*** Extracted material Section Begins ***

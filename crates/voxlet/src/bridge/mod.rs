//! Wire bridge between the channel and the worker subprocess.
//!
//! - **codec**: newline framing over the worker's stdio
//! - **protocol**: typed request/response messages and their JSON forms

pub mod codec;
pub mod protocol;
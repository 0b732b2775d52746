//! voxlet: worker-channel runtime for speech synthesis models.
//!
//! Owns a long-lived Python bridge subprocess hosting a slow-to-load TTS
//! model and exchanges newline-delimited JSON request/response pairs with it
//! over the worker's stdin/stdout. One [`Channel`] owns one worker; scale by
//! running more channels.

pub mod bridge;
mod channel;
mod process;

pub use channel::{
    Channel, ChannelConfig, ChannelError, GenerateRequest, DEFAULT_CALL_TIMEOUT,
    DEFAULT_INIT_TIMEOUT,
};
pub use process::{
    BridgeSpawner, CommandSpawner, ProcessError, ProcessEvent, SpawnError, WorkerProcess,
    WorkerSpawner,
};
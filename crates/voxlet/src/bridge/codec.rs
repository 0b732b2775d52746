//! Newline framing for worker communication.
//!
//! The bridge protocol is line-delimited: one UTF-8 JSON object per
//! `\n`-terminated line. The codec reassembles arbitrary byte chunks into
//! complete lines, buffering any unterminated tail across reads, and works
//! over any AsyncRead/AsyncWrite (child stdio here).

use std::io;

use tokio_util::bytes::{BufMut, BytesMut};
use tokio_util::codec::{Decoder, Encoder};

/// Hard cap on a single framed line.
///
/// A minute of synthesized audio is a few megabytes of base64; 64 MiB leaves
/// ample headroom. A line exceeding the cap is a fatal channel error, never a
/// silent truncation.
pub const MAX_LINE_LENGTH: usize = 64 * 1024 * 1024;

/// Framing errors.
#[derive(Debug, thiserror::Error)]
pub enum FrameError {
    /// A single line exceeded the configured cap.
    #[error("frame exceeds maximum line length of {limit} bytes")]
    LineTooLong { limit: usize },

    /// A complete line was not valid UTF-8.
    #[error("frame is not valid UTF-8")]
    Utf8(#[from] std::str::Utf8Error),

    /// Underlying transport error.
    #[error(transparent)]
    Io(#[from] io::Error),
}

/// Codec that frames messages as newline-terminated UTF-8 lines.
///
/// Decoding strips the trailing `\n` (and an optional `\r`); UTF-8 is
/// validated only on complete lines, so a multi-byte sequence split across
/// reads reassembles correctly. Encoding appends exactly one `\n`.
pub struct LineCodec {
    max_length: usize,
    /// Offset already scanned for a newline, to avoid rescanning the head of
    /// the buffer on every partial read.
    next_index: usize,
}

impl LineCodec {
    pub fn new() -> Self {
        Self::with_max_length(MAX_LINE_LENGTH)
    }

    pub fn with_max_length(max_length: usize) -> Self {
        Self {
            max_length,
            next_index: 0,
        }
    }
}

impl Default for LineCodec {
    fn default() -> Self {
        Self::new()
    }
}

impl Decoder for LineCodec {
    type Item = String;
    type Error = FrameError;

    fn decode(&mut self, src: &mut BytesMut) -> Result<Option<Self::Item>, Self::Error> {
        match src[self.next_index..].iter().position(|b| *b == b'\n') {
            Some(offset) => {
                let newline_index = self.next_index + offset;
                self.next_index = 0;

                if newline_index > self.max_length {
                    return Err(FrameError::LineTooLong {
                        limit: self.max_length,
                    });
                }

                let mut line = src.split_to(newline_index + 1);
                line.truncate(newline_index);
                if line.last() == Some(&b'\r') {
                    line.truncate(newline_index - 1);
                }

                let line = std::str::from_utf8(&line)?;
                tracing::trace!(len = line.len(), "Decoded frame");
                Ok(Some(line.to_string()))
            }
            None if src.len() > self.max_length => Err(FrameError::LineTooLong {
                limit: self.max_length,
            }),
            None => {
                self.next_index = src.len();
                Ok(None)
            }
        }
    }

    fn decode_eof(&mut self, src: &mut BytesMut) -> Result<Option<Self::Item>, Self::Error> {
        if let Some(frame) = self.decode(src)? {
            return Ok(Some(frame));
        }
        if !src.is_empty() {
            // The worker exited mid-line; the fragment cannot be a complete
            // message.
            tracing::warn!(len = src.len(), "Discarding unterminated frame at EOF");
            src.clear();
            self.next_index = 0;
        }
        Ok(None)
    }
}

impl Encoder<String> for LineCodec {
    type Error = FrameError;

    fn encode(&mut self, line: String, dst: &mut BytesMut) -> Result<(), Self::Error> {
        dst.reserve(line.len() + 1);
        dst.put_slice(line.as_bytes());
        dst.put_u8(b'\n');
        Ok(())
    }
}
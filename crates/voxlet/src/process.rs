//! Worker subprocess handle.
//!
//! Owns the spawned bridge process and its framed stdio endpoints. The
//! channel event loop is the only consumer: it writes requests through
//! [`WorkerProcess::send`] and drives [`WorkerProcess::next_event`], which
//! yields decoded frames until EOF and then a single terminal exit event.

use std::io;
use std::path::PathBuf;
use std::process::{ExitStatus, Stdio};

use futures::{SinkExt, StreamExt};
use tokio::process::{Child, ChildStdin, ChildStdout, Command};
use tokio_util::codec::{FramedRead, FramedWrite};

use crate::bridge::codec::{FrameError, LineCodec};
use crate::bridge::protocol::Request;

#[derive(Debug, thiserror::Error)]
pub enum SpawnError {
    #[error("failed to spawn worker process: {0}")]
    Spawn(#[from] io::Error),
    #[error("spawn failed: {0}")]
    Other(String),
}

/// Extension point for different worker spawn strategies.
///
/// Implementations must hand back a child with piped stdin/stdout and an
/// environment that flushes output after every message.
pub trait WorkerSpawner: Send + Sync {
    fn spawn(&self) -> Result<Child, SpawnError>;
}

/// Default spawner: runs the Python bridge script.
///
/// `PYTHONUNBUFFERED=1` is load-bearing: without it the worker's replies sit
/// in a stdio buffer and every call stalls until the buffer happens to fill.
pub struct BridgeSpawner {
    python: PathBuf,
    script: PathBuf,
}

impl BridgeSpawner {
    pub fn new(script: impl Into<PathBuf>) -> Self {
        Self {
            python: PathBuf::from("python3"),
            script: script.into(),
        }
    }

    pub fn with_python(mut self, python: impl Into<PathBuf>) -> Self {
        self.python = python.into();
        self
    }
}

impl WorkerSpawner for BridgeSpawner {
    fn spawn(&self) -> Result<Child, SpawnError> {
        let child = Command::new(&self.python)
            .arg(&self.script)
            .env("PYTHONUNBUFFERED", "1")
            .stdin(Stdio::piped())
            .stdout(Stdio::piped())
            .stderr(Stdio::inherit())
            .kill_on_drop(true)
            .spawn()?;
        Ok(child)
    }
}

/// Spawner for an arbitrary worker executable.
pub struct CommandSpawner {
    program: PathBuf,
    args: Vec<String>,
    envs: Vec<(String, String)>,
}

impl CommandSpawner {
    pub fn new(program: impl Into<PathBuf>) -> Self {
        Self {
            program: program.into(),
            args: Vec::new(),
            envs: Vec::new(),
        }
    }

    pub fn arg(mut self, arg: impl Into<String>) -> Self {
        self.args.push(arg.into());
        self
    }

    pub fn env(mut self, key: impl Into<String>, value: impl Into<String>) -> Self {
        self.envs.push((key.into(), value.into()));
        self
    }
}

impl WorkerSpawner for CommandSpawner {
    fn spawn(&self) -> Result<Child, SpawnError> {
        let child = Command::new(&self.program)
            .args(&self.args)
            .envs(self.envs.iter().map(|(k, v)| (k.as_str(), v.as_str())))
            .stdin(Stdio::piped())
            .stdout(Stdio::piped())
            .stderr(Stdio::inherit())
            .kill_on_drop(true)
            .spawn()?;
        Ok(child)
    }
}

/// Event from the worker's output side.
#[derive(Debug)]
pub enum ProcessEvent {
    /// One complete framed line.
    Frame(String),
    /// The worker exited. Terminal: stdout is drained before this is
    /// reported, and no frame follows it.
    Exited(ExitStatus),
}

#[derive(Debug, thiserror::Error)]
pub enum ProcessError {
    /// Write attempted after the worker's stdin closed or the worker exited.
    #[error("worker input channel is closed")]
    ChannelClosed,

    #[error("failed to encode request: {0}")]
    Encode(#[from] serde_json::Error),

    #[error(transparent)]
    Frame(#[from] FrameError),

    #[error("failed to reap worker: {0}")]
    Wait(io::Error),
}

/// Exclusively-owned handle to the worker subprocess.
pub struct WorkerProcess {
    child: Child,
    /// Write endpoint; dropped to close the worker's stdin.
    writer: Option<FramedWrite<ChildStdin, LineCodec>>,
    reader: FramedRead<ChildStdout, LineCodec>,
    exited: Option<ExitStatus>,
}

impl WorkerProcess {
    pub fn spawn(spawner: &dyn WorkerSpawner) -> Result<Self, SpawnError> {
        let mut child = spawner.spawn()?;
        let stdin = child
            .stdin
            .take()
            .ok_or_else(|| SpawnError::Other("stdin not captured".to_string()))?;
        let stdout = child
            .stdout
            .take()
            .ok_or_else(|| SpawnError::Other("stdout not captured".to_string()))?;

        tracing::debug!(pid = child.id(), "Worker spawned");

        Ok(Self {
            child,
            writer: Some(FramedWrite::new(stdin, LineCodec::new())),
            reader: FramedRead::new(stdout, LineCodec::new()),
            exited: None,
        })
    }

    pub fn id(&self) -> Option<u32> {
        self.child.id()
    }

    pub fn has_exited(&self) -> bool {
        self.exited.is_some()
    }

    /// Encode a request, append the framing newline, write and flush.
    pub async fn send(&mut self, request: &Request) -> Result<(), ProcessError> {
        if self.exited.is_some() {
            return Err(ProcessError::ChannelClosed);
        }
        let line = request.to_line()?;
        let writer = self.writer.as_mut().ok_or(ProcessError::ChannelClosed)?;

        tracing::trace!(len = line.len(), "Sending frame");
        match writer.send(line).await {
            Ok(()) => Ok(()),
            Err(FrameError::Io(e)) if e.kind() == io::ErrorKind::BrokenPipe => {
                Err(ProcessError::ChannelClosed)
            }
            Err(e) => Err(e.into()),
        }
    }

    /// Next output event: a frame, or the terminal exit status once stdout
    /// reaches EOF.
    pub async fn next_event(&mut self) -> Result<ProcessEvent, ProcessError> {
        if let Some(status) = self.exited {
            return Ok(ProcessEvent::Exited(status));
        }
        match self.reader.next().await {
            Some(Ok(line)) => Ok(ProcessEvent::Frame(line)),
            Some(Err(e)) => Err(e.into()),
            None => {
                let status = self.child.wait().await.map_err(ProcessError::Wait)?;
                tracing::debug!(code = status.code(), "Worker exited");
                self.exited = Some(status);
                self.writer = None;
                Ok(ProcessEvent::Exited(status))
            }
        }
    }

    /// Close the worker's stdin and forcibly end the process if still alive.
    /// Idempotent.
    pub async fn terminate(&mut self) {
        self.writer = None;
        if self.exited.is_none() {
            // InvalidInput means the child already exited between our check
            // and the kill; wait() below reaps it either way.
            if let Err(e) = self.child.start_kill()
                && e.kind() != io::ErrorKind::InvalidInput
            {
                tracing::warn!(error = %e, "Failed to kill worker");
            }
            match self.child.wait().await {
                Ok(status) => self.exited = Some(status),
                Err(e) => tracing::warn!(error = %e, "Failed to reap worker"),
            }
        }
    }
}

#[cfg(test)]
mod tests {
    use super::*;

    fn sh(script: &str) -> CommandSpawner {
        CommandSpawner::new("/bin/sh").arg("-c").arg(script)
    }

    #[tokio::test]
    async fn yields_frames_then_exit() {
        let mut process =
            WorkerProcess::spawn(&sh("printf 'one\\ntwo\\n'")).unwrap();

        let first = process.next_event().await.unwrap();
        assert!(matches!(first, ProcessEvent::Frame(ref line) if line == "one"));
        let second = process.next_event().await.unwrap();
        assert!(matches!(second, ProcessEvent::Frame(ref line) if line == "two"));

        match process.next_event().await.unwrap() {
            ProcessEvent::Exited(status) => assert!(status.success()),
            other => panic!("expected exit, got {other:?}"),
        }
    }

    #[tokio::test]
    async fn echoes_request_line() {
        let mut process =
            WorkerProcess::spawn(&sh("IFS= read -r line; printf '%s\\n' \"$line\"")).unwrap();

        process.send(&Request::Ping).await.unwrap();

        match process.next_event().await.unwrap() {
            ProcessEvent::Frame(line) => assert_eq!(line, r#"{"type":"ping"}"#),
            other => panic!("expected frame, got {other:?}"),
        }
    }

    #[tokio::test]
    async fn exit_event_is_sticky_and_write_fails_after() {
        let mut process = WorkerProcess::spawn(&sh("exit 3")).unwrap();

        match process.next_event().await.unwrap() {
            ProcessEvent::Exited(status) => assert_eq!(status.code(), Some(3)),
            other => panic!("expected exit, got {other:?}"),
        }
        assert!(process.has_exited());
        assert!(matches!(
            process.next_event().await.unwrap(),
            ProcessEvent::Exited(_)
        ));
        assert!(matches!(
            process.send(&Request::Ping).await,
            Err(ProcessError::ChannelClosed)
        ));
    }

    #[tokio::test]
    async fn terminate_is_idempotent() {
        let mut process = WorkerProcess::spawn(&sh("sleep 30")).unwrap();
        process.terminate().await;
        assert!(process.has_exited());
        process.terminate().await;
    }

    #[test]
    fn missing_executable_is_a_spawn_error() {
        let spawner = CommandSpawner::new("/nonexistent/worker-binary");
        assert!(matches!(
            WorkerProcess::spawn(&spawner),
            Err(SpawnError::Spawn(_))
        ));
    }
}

*** Extracted material Section Ends ***

## Assignment
Lines containing the word "reads": copy every one of them from the records above.

## Task result
//! complete lines, buffering any unterminated tail across reads, and works
/// reads reassembles correctly. Encoding appends exactly one `\n`.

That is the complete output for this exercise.